Natural Energy Laboratory of Hawaii Authority (NELHA)
- Established: 1974
- Staff: 26
- Location: Kailua-Kona, Hawaii
- Campus: 870 acres (350 ha)
- Operating agency: State of Hawaii
- Website: www.nelha.org

= Natural Energy Laboratory of Hawaii Authority =

The Natural Energy Laboratory of Hawaii Authority (NELHA) administers the Hawaii Ocean Science and Technology Park (HOST Park) in the U.S. state of Hawaii. NELHA was founded in 1974. At 870 acre, HOST Park is a state-subsidized industrial park for incubator and marginal commercial ventures. Part of the subsidy is provided by writing off tenant debt.NELHA also administers a small site, 4 acre, in Puna on the eastern side of the Island of Hawaii for geothermal research.

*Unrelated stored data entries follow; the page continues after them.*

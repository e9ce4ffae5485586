// HTTP handlers for the basket

use axum::{extract::State, Json};

use crate::auth::middleware::AuthenticatedUser;
use crate::basket::{BasketError, BasketResponse, UpdateBasketRequest};

/// Handler for GET /api/basket
/// Returns the user's basket, creating an empty one on first access
#[utoipa::path(
    get,
    path = "/api/basket",
    responses(
        (status = 200, description = "The user's basket")
    ),
    tag = "basket"
)]
pub async fn get_basket_handler(
    State(state): State<crate::AppState>,
    user: AuthenticatedUser,
) -> Result<Json<BasketResponse>, BasketError> {
    let response = state.basket_service.get_basket(user.user_id).await?;
    Ok(Json(response))
}

/// Handler for PATCH /api/basket
/// Replaces the basket item, run selections, and/or applied coupon
#[utoipa::path(
    patch,
    path = "/api/basket",
    responses(
        (status = 200, description = "Updated basket"),
        (status = 400, description = "Validation error keyed by basket section")
    ),
    tag = "basket"
)]
pub async fn update_basket_handler(
    State(state): State<crate::AppState>,
    user: AuthenticatedUser,
    Json(request): Json<UpdateBasketRequest>,
) -> Result<Json<BasketResponse>, BasketError> {
    let response = state
        .basket_service
        .update_basket(user.user_id, request)
        .await?;
    Ok(Json(response))
}
impl OrderService {
    #[allow(clippy::too_many_arguments)]
    pub fn new(
        orders_repo: OrdersRepository,
        basket_service: BasketService,
        catalog_repo: CatalogRepository,
        coupons_repo: CouponsRepository,
        coupon_engine: CouponEngine,
        gateway: CyberSourceGateway,
        enrollment_sink: Arc<dyn EnrollmentSink>,
        crm_sink: Arc<dyn CrmSink>,
        code_issuer: Arc<dyn EnrollmentCodeIssuer>,
        environment: String,
    ) -> Self {
        Self {
            orders_repo,
            basket_service,
            catalog_repo,
            coupons_repo,
            coupon_engine,
            gateway,
            enrollment_sink,
            crm_sink,
            code_issuer,
            environment,
        }
    }

    /// Checkout: validate the basket, compute the final price, and create
    /// the order. Returns either a signed gateway payload to POST, or a
    /// receipt-page redirect for zero-price orders (which fulfill
    /// synchronously without touching the gateway).
    pub async fn create_order(&self, user_id: i32) -> Result<CheckoutResponse, OrderError> {
        let validated = self
            .basket_service
            .validate_basket_for_checkout(user_id)
            .await?;
        tracing::debug!(
            "Basket {} validated for user {}: {} run(s), {} signed consent(s)",
            validated.basket.id,
            user_id,
            validated.run_ids.len(),
            validated.signed_consents.len()
        );

        // No coupon in the basket: fall back to the best coupon flagged
        // for automatic application, if one applies to this product
        let coupon_version = match validated.coupon_version.clone() {
            Some(version) => Some(version),
            None => {
                let filters = CouponFilters {
                    auto_only: true,
                    ..Default::default()
                };
                self.coupon_engine
                    .best_coupon_for_product(validated.product.id, user_id, &filters)
                    .await?
            }
        };

        // Coupons from the engine are already scoped to this product, so
        // an applied coupon always discounts here
        let total = PriceCalculator::price_with_discount(
            &validated.product_version,
            coupon_version.as_ref(),
            true,
        );

        let (order, _line) = self
            .orders_repo
            .create_order(
                user_id,
                OrderKind::Standard,
                total,
                validated.product_version.id,
                validated.item.quantity,
                coupon_version.as_ref().map(|v| v.version_id),
                Some(user_id),
            )
            .await?;

        tracing::info!(
            "Created order {} for user {} with total {}",
            order.id,
            user_id,
            total
        );

        if total == Decimal::ZERO {
            return self.fulfill_zero_price_order(order, user_id).await;
        }

        let line = PayloadLine {
            code: validated.product.content_kind.as_str().to_string(),
            name: validated.product_version.description.clone(),
            sku: validated.product_version.text_id.clone(),
            unit_price: validated.product_version.price,
            quantity: 1,
        };
        let reference = order.reference_number(&self.environment);
        let payload = self.gateway.build_payload(&order, &reference, &[line]);

        Ok(CheckoutResponse {
            order_id: order.id,
            url: self.gateway.payment_url().to_string(),
            method: "POST",
            payload: Some(payload),
        })
    }

    /// B2B seat purchase: same pricing and fulfillment core, but the order
    /// buys N seats and fulfillment issues N enrollment codes instead of
    /// enrolling the purchaser.
    pub async fn create_bulk_order(
        &self,
        user_id: i32,
        request: CreateBulkOrderRequest,
    ) -> Result<CheckoutResponse, OrderError> {
        request
            .validate()
            .map_err(|e| OrderError::ValidationError(e.to_string()))?;

        let product = self
            .catalog_repo
            .find_product(request.product_id)
            .await?
            .ok_or_else(|| {
                OrderError::ValidationError(format!("Product {} not found", request.product_id))
            })?;
        if !product.is_active {
            return Err(OrderError::ValidationError(format!(
                "Product {} is not available",
                product.id
            )));
        }
        let version = self
            .catalog_repo
            .latest_version(product.id)
            .await?
            .ok_or_else(|| {
                OrderError::ValidationError(format!("Product {} has no price", product.id))
            })?;

        let coupon_version = match &request.coupon_code {
            Some(code) => Some(
                self.coupon_engine
                    .resolve_code_for_product(code, product.id, user_id)
                    .await?,
            ),
            None => None,
        };

        let unit_price =
            PriceCalculator::price_with_discount(&version, coupon_version.as_ref(), true);
        let total = PriceCalculator::bulk_total(unit_price, request.num_seats);

        let (order, _line) = self
            .orders_repo
            .create_order(
                user_id,
                OrderKind::Bulk,
                total,
                version.id,
                request.num_seats,
                coupon_version.as_ref().map(|v| v.version_id),
                Some(user_id),
            )
            .await?;

        tracing::info!(
            "Created bulk order {} for user {} ({} seats, total {})",
            order.id,
            user_id,
            request.num_seats,
            total
        );

        if total == Decimal::ZERO {
            return self.fulfill_zero_price_order(order, user_id).await;
        }

        let line = PayloadLine {
            code: product.content_kind.as_str().to_string(),
            name: version.description.clone(),
            sku: version.text_id.clone(),
            unit_price,
            quantity: request.num_seats,
        };
        let reference = order.reference_number(&self.environment);
        let payload = self.gateway.build_payload(&order, &reference, &[line]);

        Ok(CheckoutResponse {
            order_id: order.id,
            url: self.gateway.payment_url().to_string(),
            method: "POST",
            payload: Some(payload),
        })
    }

    /// Process a verified gateway callback.
    ///
    /// The raw payload is persisted as a Receipt before anything else, so
    /// no gateway message is ever lost, even when the reference number is
    /// unresolvable or the payload is malformed.
    pub async fn fulfill_order(
        &self,
        payload: HashMap<String, String>,
    ) -> Result<(), OrderError> {
        let receipt = self.orders_repo.create_receipt(json!(payload)).await?;

        let reference = payload.get("req_reference_number").ok_or_else(|| {
            OrderError::MalformedCallback("missing req_reference_number".to_string())
        })?;

        let order_id = match parse_reference_number(reference, &self.environment) {
            Some(order_id) => order_id,
            None => {
                tracing::warn!(
                    "Gateway callback with unparseable reference number {:?}; receipt {} kept orphaned",
                    reference,
                    receipt.id
                );
                return Ok(());
            }
        };

        let order = match self.orders_repo.find(order_id).await? {
            Some(order) => order,
            None => {
                tracing::warn!(
                    "Gateway callback for unknown order {}; receipt {} kept orphaned",
                    order_id,
                    receipt.id
                );
                return Ok(());
            }
        };
        self.orders_repo.attach_receipt(receipt.id, order.id).await?;

        let decision = payload
            .get("decision")
            .ok_or_else(|| OrderError::MalformedCallback("missing decision".to_string()))?;

        let new_status = match StatusMachine::determine_status_change(&order, decision)? {
            Some(new_status) => new_status,
            None => {
                tracing::info!(
                    "Duplicate CANCEL for already-failed order {}; ignoring",
                    order.id
                );
                return Ok(());
            }
        };

        if new_status == OrderStatus::Fulfilled {
            self.run_fulfillment(&order).await?;
        }

        // The audited save happens whether the order fulfilled or failed
        let saved = self
            .orders_repo
            .save_status_audited(order.id, new_status, None)
            .await?;
        tracing::info!("Order {} moved to {}", saved.id, saved.status);

        if new_status == OrderStatus::Fulfilled {
            self.after_fulfillment(&saved).await?;
        }

        Ok(())
    }

    /// Zero-price checkout: skip the gateway, fulfill synchronously, and
    /// send the user straight to the receipt page.
    async fn fulfill_zero_price_order(
        &self,
        order: Order,
        user_id: i32,
    ) -> Result<CheckoutResponse, OrderError> {
        self.run_fulfillment(&order).await?;
        let saved = self
            .orders_repo
            .save_status_audited(order.id, OrderStatus::Fulfilled, Some(user_id))
            .await?;
        self.after_fulfillment(&saved).await?;

        tracing::info!("Zero-price order {} fulfilled synchronously", saved.id);

        Ok(CheckoutResponse {
            order_id: saved.id,
            url: self.gateway.receipt_url().to_string(),
            method: "GET",
            payload: None,
        })
    }

    /// Create enrollments (standard orders) or enrollment codes (bulk).
    /// Partial enrollment failure is logged with full order context but
    /// never reverts the order; repair happens out of band.
    async fn run_fulfillment(&self, order: &Order) -> Result<(), OrderError> {
        match order.kind {
            OrderKind::Standard => {
                let run_ids = self.runs_for_order(order).await?;
                let (successful, all_ok) = self
                    .enrollment_sink
                    .create_run_enrollments(order.purchaser_id, &run_ids, order.id, true)
                    .await;
                if !all_ok {
                    tracing::error!(
                        "Partial enrollment failure for order {}: {} of {} runs enrolled",
                        order.id,
                        successful.len(),
                        run_ids.len()
                    );
                }
            }
            OrderKind::Bulk => {
                let line = self
                    .orders_repo
                    .line_for_order(order.id)
                    .await?
                    .ok_or(OrderError::OrderNotFound(order.id))?;
                let version = self
                    .catalog_repo
                    .find_version(line.product_version_id)
                    .await?
                    .ok_or(OrderError::OrderNotFound(order.id))?;
                self.code_issuer
                    .issue_codes(order, version.product_id, line.quantity)
                    .await?;
            }
        }

        Ok(())
    }

    /// Post-fulfillment bookkeeping: mark sponsored coupon assignments
    /// redeemed, clear the basket atomically, and notify the CRM without
    /// letting its failure touch the order.
    async fn after_fulfillment(&self, order: &Order) -> Result<(), OrderError> {
        if let Some((coupon_id, _code)) = self.orders_repo.redeemed_coupon(order.id).await? {
            if let Some(email) = self.purchaser_email(order.purchaser_id).await? {
                let marked = self
                    .coupons_repo
                    .mark_assignments_redeemed(coupon_id, &email)
                    .await?;
                if marked > 0 {
                    tracing::info!(
                        "Marked {} coupon assignment(s) redeemed for order {}",
                        marked,
                        order.id
                    );
                }
            }
        }

        if let Some(user_basket) = self.basket_of(order.purchaser_id).await? {
            let mut tx = self.orders_repo.pool().begin().await?;
            basket::clear_contents(&mut *tx, user_basket).await?;
            tx.commit().await?;
        }

        let crm = Arc::clone(&self.crm_sink);
        let order = order.clone();
        tokio::spawn(async move {
            crm.sync_deal(&order).await;
        });

        Ok(())
    }

    async fn runs_for_order(&self, order: &Order) -> Result<Vec<i64>, OrderError> {
        let line = self
            .orders_repo
            .line_for_order(order.id)
            .await?
            .ok_or(OrderError::OrderNotFound(order.id))?;
        let version = self
            .catalog_repo
            .find_version(line.product_version_id)
            .await?
            .ok_or(OrderError::OrderNotFound(order.id))?;
        let product = self
            .catalog_repo
            .find_product(version.product_id)
            .await?
            .ok_or(OrderError::OrderNotFound(order.id))?;

        match product.content_kind {
            ContentKind::CourseRun => Ok(vec![product.content_id]),
            ContentKind::Program => {
                // Program run selections live in the purchaser's basket,
                // which is not cleared until fulfillment completes
                match self.basket_of(order.purchaser_id).await? {
                    Some(basket_id) => {
                        let selections: Vec<i64> = sqlx::query_scalar(
                            "SELECT run_id FROM course_run_selections WHERE basket_id = $1",
                        )
                        .bind(basket_id)
                        .fetch_all(self.orders_repo.pool())
                        .await?;
                        Ok(selections)
                    }
                    None => Ok(Vec::new()),
                }
            }
        }
    }

    async fn basket_of(&self, user_id: i32) -> Result<Option<i64>, OrderError> {
        let basket_id: Option<i64> =
            sqlx::query_scalar("SELECT id FROM baskets WHERE user_id = $1")
                .bind(user_id)
                .fetch_optional(self.orders_repo.pool())
                .await?;
        Ok(basket_id)
    }

    async fn purchaser_email(&self, user_id: i32) -> Result<Option<String>, OrderError> {
        let email: Option<String> = sqlx::query_scalar("SELECT email FROM users WHERE id = $1")
            .bind(user_id)
            .fetch_optional(self.orders_repo.pool())
            .await?;
        Ok(email)
    }

    /// Order history for a user, newest first
    pub async fn order_history(&self, user_id: i32) -> Result<Vec<Order>, OrderError> {
        self.orders_repo.orders_for_user(user_id).await
    }

    /// Reference number for an order, for receipts and support tooling
    pub fn order_reference(&self, order_id: i64) -> String {
        reference_number(&self.environment, order_id)
    }
}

The original mission was for research into the uses of deep ocean water in ocean thermal energy conversion (OTEC) renewable energy production and in aquaculture. It later added research into sustainable uses of natural energy sources such as solar energy.
Its administration offices are located in the HOST Park Keahole Point in the North Kona District.
The entrance is on the Hawaii Belt Road at coordinates, just south of the Kona International Airport. The main administration office is in the 4 acre research campus at the end of the road along the coastline on Keahole Point.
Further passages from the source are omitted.